*** INPUT DATA ***

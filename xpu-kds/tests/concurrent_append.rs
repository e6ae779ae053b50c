use std::collections::HashSet;

use rand::rngs::SmallRng;
use rand::{Rng, SeedableRng};
use rayon::prelude::*;
use xpu_kds::{Kds, KdsFormat};
use xpu_types::{ColumnDef, Datum, TypeOpcode};

fn columns() -> Vec<ColumnDef> {
    vec![
        ColumnDef::new("id", TypeOpcode::Int8).not_null(),
        ColumnDef::new("payload", TypeOpcode::Text),
    ]
}

fn row(id: i64, len: usize) -> Vec<Datum> {
    vec![Datum::Int8(id), Datum::Text("p".repeat(len))]
}

/// Many threads race for a destination that cannot hold all of them. Reservations must
/// never overshoot the rooms or bytes, and every row that won a slot must read back whole.
fn race(format: KdsFormat) {
    let mut rng = SmallRng::seed_from_u64(7);
    let lens: Vec<usize> = (0..2000).map(|_| rng.random_range(0..40)).collect();
    let nrooms = 700;
    let length = Kds::estimate_length(format, &columns(), nrooms, 12);
    let mut kds = match format {
        KdsFormat::Row => Kds::new_row(columns(), nrooms, length),
        KdsFormat::Column => Kds::new_column(columns(), nrooms, length),
        _ => unreachable!(),
    }
    .unwrap();

    let app = kds.appender();
    let written: Vec<i64> = lens
        .par_chunks(32)
        .enumerate()
        .flat_map_iter(|(chunk, lens)| {
            let rows: Vec<Vec<Datum>> = lens
                .iter()
                .enumerate()
                .map(|(i, &len)| row((chunk * 32 + i) as i64, len))
                .collect();
            let mut prefix = Vec::with_capacity(rows.len());
            let mut acc = 0u32;
            for r in &rows {
                acc += app.footprint(r).unwrap();
                prefix.push(acc);
            }
            let mut out = Vec::new();
            if let Some(res) = app.reserve(&prefix) {
                assert!(res.first_row + res.nrows <= nrooms);
                for i in 0..res.nrows as usize {
                    app.write_row(&res, i, &prefix, &rows[i]).unwrap();
                    out.push((chunk * 32 + i) as i64);
                }
            }
            out
        })
        .collect();

    assert!(kds.nitems() <= kds.nrooms());
    assert_eq!(kds.nitems() as usize, written.len());
    let rows = kds.rows().unwrap();
    let mut seen = HashSet::new();
    for r in rows {
        let id = match r[0] {
            Datum::Int8(id) => id,
            ref other => panic!("bad id {other:?}"),
        };
        assert!(seen.insert(id), "row {id} written twice");
        assert_eq!(r, row(id, lens[id as usize]));
    }
    let expected: HashSet<i64> = written.into_iter().collect();
    assert_eq!(seen, expected);
}

#[test]
fn row_format_parallel_append() {
    race(KdsFormat::Row);
}

#[test]
fn column_format_parallel_append() {
    race(KdsFormat::Column);
}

*** End of INPUT DATA ***

#### YOUR INSTRUCTIONS
Search the data for "assert!(res.first_row + res.nrows". Beginning with that line, set down every line through the last exactly.

#### WRITTEN ANSWER
                assert!(res.first_row + res.nrows <= nrooms);
                for i in 0..res.nrows as usize {
                    app.write_row(&res, i, &prefix, &rows[i]).unwrap();
                    out.push((chunk * 32 + i) as i64);
                }
            }
            out
        })
        .collect();

    assert!(kds.nitems() <= kds.nrooms());
    assert_eq!(kds.nitems() as usize, written.len());
    let rows = kds.rows().unwrap();
    let mut seen = HashSet::new();
    for r in rows {
        let id = match r[0] {
            Datum::Int8(id) => id,
            ref other => panic!("bad id {other:?}"),
        };
        assert!(seen.insert(id), "row {id} written twice");
        assert_eq!(r, row(id, lens[id as usize]));
    }
    let expected: HashSet<i64> = written.into_iter().collect();
    assert_eq!(seen, expected);
}

#[test]
fn row_format_parallel_append() {
    race(KdsFormat::Row);
}

#[test]
fn column_format_parallel_append() {
    race(KdsFormat::Column);
}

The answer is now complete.